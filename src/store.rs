use thiserror::Error;

use crate::types::{BankStatement, CanonicalTransaction, Tag};

/// Failure inside a storage backend. The text is for server-side logs;
/// user-facing messages stay generic.
#[derive(Error, Debug)]
#[error("storage backend failure: {0}")]
pub struct StoreError(pub String);

/// Persistence capability consumed by the ingestion pipeline.
///
/// Implementations are constructed by the process entry point and injected;
/// the pipeline holds no global client. Creating the statement and inserting
/// its batch are two separate calls on purpose — a backend that can wrap
/// both in one transaction is free to, the core does not require it, and a
/// crash in between leaves a harmless empty statement to reconcile later.
pub trait StatementStore {
    fn create_statement(&self, name: &str, user_id: &str) -> Result<BankStatement, StoreError>;

    /// Bulk insert; returns how many records were written.
    fn insert_transactions(&self, records: &[CanonicalTransaction]) -> Result<usize, StoreError>;
}

/// Tag lookup/creation capability, consumed by the manual entry path.
/// File ingestion never assigns tags to parsed records.
pub trait TagStore {
    fn find_tag(&self, name: &str, user_id: &str) -> Result<Option<Tag>, StoreError>;

    fn create_tag(&self, name: &str, color: &str, user_id: &str) -> Result<Tag, StoreError>;
}

#[cfg(test)]
pub(crate) mod testing {
    use std::cell::RefCell;

    use chrono::Utc;

    use super::*;

    /// Fake backend for pipeline tests: everything in vecs, sequential ids.
    #[derive(Default)]
    pub(crate) struct MemoryStore {
        pub statements: RefCell<Vec<BankStatement>>,
        pub transactions: RefCell<Vec<CanonicalTransaction>>,
        pub tags: RefCell<Vec<Tag>>,
        pub fail_inserts: bool,
        next_id: RefCell<u32>,
    }

    impl MemoryStore {
        pub fn new() -> Self {
            Self::default()
        }

        pub fn failing_inserts() -> Self {
            MemoryStore {
                fail_inserts: true,
                ..Self::default()
            }
        }

        fn next_id(&self, prefix: &str) -> String {
            let mut counter = self.next_id.borrow_mut();
            *counter += 1;
            format!("{prefix}-{counter}")
        }
    }

    impl StatementStore for MemoryStore {
        fn create_statement(
            &self,
            name: &str,
            user_id: &str,
        ) -> Result<BankStatement, StoreError> {
            let statement = BankStatement {
                id: self.next_id("stmt"),
                name: name.to_string(),
                user_id: user_id.to_string(),
                created_at: Utc::now(),
            };
            self.statements.borrow_mut().push(statement.clone());
            Ok(statement)
        }

        fn insert_transactions(
            &self,
            records: &[CanonicalTransaction],
        ) -> Result<usize, StoreError> {
            if self.fail_inserts {
                return Err(StoreError("connection reset".to_string()));
            }
            self.transactions.borrow_mut().extend_from_slice(records);
            Ok(records.len())
        }
    }

    impl TagStore for MemoryStore {
        fn find_tag(&self, name: &str, user_id: &str) -> Result<Option<Tag>, StoreError> {
            Ok(self
                .tags
                .borrow()
                .iter()
                .find(|tag| tag.name == name && tag.user_id == user_id)
                .cloned())
        }

        fn create_tag(&self, name: &str, color: &str, user_id: &str) -> Result<Tag, StoreError> {
            let tag = Tag {
                id: self.next_id("tag"),
                name: name.to_string(),
                color: color.to_string(),
                user_id: user_id.to_string(),
            };
            self.tags.borrow_mut().push(tag.clone());
            Ok(tag)
        }
    }
}
//! Turns a parsed request into a response from the static file tree.

use std::time::SystemTime;

use chrono::{DateTime, Utc};

use crate::files::{ResolveError, Resolved, Resolver, ServedFile};
use crate::http::request::{Method, Request};
use crate::http::response::{Response, ResponseBuilder, StatusCode};

pub const SERVER_NAME: &str = concat!("harbor/", env!("CARGO_PKG_VERSION"));

pub async fn handle(request: &Request, resolver: &Resolver) -> Response {
    if !matches!(request.method, Method::GET | Method::HEAD) {
        return ResponseBuilder::new(StatusCode::MethodNotAllowed)
            .header("Content-Type", "text/plain; charset=utf-8")
            .header("Allow", "GET, HEAD")
            .body("405 Method Not Allowed")
            .build();
    }

    match resolver.resolve(&request.path).await {
        Ok(Resolved::File(file)) => file_response(request, file),
        Ok(Resolved::Listing(listing)) => ResponseBuilder::new(StatusCode::Ok)
            .header("Content-Type", "text/html; charset=utf-8")
            .stream(listing)
            .build(),
        Ok(Resolved::Redirect) => ResponseBuilder::new(StatusCode::MovedPermanently)
            .header("Location", redirect_location(request))
            .build(),
        Err(ResolveError::NotFound) => Response::not_found(),
        Err(ResolveError::Forbidden) => Response::forbidden(),
        Err(ResolveError::Io(e)) => {
            tracing::warn!(path = %request.path, error = %e, "Failed to resolve path");
            Response::internal_error()
        }
    }
}

/// The request's own path with a trailing slash, query kept.
///
/// Leading slashes are collapsed to one: `//host/..` must stay a path and
/// never read as a protocol-relative URL.
fn redirect_location(request: &Request) -> String {
    let path = request.raw_path.trim_start_matches('/');
    let mut location = format!("/{}/", path);
    if let Some(query) = &request.query {
        location.push('?');
        location.push_str(query);
    }
    location
}

fn file_response(request: &Request, served: ServedFile) -> Response {
    let modified = served.modified.map(to_http_time);

    if let (Some(modified), Some(since)) = (modified, if_modified_since(request)) {
        if modified <= since {
            return ResponseBuilder::new(StatusCode::NotModified)
                .header("Last-Modified", http_date(modified))
                .build();
        }
    }

    let mut builder = ResponseBuilder::new(StatusCode::Ok).header("Content-Type", served.content_type);
    if let Some(modified) = modified {
        builder = builder.header("Last-Modified", http_date(modified));
    }
    builder.file(served.file, served.len).build()
}

fn if_modified_since(request: &Request) -> Option<DateTime<Utc>> {
    let value = request.header("If-Modified-Since")?;
    DateTime::parse_from_rfc2822(value)
        .ok()
        .map(|t| t.with_timezone(&Utc))
}

/// HTTP dates have one-second resolution.
fn to_http_time(time: SystemTime) -> DateTime<Utc> {
    let time: DateTime<Utc> = time.into();
    DateTime::from_timestamp(time.timestamp(), 0).unwrap_or(time)
}

/// IMF-fixdate, e.g. `Sun, 06 Nov 1994 08:49:37 GMT`.
pub fn http_date(time: DateTime<Utc>) -> String {
    time.format("%a, %d %b %Y %H:%M:%S GMT").to_string()
}

/// Prepends the `Date` and `Server` headers every response carries.
pub fn stamp(response: &mut Response) {
    response
        .headers
        .insert(0, ("Server".to_string(), SERVER_NAME.to_string()));
    response
        .headers
        .insert(0, ("Date".to_string(), http_date(Utc::now())));
}
use std::io;
use std::net::SocketAddr;
use std::sync::Arc;

use bytes::{Buf, BytesMut};
use thiserror::Error;
use tokio::io::{AsyncRead, AsyncReadExt, AsyncWrite, AsyncWriteExt};
use tokio::net::TcpStream;
use tokio::sync::watch;
use tokio::time::{Instant, timeout_at};
use tracing::{debug, info};

use crate::config::ServerConfig;
use crate::files::Resolver;
use crate::http::handler;
use crate::http::parser::{ParseError, RequestParser};
use crate::http::request::{Method, Request, Version};
use crate::http::response::{Response, StatusCode};
use crate::http::writer::{ResponseWriter, WriteOptions};
use crate::server::lifecycle::{self, LifecycleState};

/// Byte streams a connection can be served over.
pub trait Transport: AsyncRead + AsyncWrite + Unpin + Send + 'static {}

impl<T> Transport for T where T: AsyncRead + AsyncWrite + Unpin + Send + 'static {}

/// Read-only state shared by every connection.
#[derive(Debug)]
pub struct ServeContext {
    pub config: Arc<ServerConfig>,
    pub resolver: Resolver,
}

impl ServeContext {
    pub fn new(config: Arc<ServerConfig>) -> Self {
        let resolver = Resolver::from_config(&config);
        Self { config, resolver }
    }
}

/// Why reading a request stopped.
#[derive(Debug, Error)]
pub enum RequestError {
    #[error("malformed request: {0}")]
    Parse(#[from] ParseError),
    /// `idle` is true when no byte of the next request had arrived.
    #[error("timed out waiting for request")]
    Timeout { idle: bool },
    #[error(transparent)]
    Io(#[from] io::Error),
}

pub struct Connection<S = TcpStream> {
    stream: S,
    peer: SocketAddr,
    buffer: BytesMut,
    /// Carries partial progress between reads of one request.
    parser: RequestParser,
    state: ConnectionState,
    ctx: Arc<ServeContext>,
    lifecycle: watch::Receiver<LifecycleState>,
    served: u64,
}

pub enum ConnectionState {
    Reading,
    Processing(Request),
    Writing(ResponseWriter),
    Closed,
}

impl<S: Transport> Connection<S> {
    pub fn new(
        stream: S,
        peer: SocketAddr,
        ctx: Arc<ServeContext>,
        lifecycle: watch::Receiver<LifecycleState>,
    ) -> Self {
        Self {
            stream,
            peer,
            buffer: BytesMut::with_capacity(4096),
            parser: RequestParser::new(ctx.config.limits),
            state: ConnectionState::Reading,
            ctx,
            lifecycle,
            served: 0,
        }
    }

    pub fn peer(&self) -> SocketAddr {
        self.peer
    }

    /// Serves requests until the client or the server ends the connection.
    ///
    /// Returns early, dropping the stream, if the server is forced to stop.
    pub async fn run(&mut self) -> anyhow::Result<()> {
        let mut stop = self.lifecycle.clone();
        tokio::select! {
            res = self.serve() => res,
            _ = lifecycle::stopped(&mut stop) => {
                debug!(peer = %self.peer, "Closing connection at forced shutdown");
                Ok(())
            }
        }
    }

    async fn serve(&mut self) -> anyhow::Result<()> {
        loop {
            let state = std::mem::replace(&mut self.state, ConnectionState::Closed);
            self.state = match state {
                ConnectionState::Reading => {
                    if self.served > 0 && lifecycle::is_draining(&self.lifecycle) {
                        ConnectionState::Closed
                    } else {
                        match self.read_request().await {
                            Ok(Some(req)) => ConnectionState::Processing(req),
                            Ok(None) => ConnectionState::Closed,
                            Err(e) => self.reject(e)?,
                        }
                    }
                }

                ConnectionState::Processing(req) => {
                    let mut response = handler::handle(&req, &self.ctx.resolver).await;
                    handler::stamp(&mut response);

                    let keep_alive = req.keep_alive() && !lifecycle::is_draining(&self.lifecycle);
                    let writer = ResponseWriter::new(
                        response,
                        WriteOptions {
                            keep_alive,
                            head_only: req.method == Method::HEAD,
                            http10: req.version == Version::Http10,
                        },
                    );

                    info!(
                        peer = %self.peer,
                        method = %req.method,
                        path = %req.target,
                        status = writer.status().as_u16(),
                        length = ?writer.content_length(),
                        "Request served"
                    );
                    ConnectionState::Writing(writer)
                }

                ConnectionState::Writing(mut writer) => {
                    writer
                        .write_to_stream(&mut self.stream, self.ctx.config.write_timeout)
                        .await?;
                    self.served += 1;

                    if writer.keep_alive() {
                        debug!(peer = %self.peer, served = self.served, "Keeping connection open");
                        ConnectionState::Reading // go back for next request
                    } else {
                        ConnectionState::Closed
                    }
                }

                ConnectionState::Closed => {
                    break;
                }
            };
        }

        let _ = self.stream.shutdown().await;
        Ok(())
    }

    /// Reads the next request.
    ///
    /// `Ok(None)` means the connection should close quietly: the client hung
    /// up, or the server began draining while the connection was idle.
    pub async fn read_request(&mut self) -> Result<Option<Request>, RequestError> {
        let limits = *self.parser.limits();
        let deadline = Instant::now() + self.ctx.config.request_timeout;

        loop {
            // Try parsing whatever we already have
            if !self.buffer.is_empty() {
                match self.parser.parse(&self.buffer) {
                    Ok((request, consumed)) => {
                        self.buffer.advance(consumed);
                        return Ok(Some(request));
                    }
                    Err(ParseError::Incomplete) => {}
                    Err(e) => return Err(e.into()),
                }
                if self.buffer.len() > limits.max_request_bytes() {
                    return Err(ParseError::BodyTooLarge(limits.max_body_bytes).into());
                }
            }

            let idle = self.buffer.is_empty();
            let read = timeout_at(deadline, self.stream.read_buf(&mut self.buffer));
            let n = tokio::select! {
                res = read => match res {
                    Ok(res) => res?,
                    Err(_) => return Err(RequestError::Timeout { idle }),
                },
                _ = lifecycle::draining(&mut self.lifecycle), if idle => return Ok(None),
            };

            if n == 0 {
                // Client closed connection
                return Ok(None);
            }
        }
    }

    /// Chooses the state after a failed read: an error response when the
    /// client can still be answered, otherwise closing.
    fn reject(&self, err: RequestError) -> anyhow::Result<ConnectionState> {
        let status = match &err {
            RequestError::Parse(e) => e.status(),
            RequestError::Timeout { idle: false } => StatusCode::RequestTimeout,
            RequestError::Timeout { idle: true } => {
                debug!(peer = %self.peer, "Idle connection timed out");
                return Ok(ConnectionState::Closed);
            }
            RequestError::Io(_) => return Err(err.into()),
        };

        debug!(peer = %self.peer, error = %err, status = status.as_u16(), "Rejecting request");
        let mut response = Response::error(status);
        handler::stamp(&mut response);
        Ok(ConnectionState::Writing(ResponseWriter::new(
            response,
            WriteOptions::default(),
        )))
    }
}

TASK STATEMENT >> Please transcribe only the lines in the records above running from the line that has "fn file_response(request: &Request, served: ServedFile)" through the line that has "if modified <= since", both included, exactly as they appear.

WRITTEN SOLUTION >>
fn file_response(request: &Request, served: ServedFile) -> Response {
    let modified = served.modified.map(to_http_time);

    if let (Some(modified), Some(since)) = (modified, if_modified_since(request)) {
        if modified <= since {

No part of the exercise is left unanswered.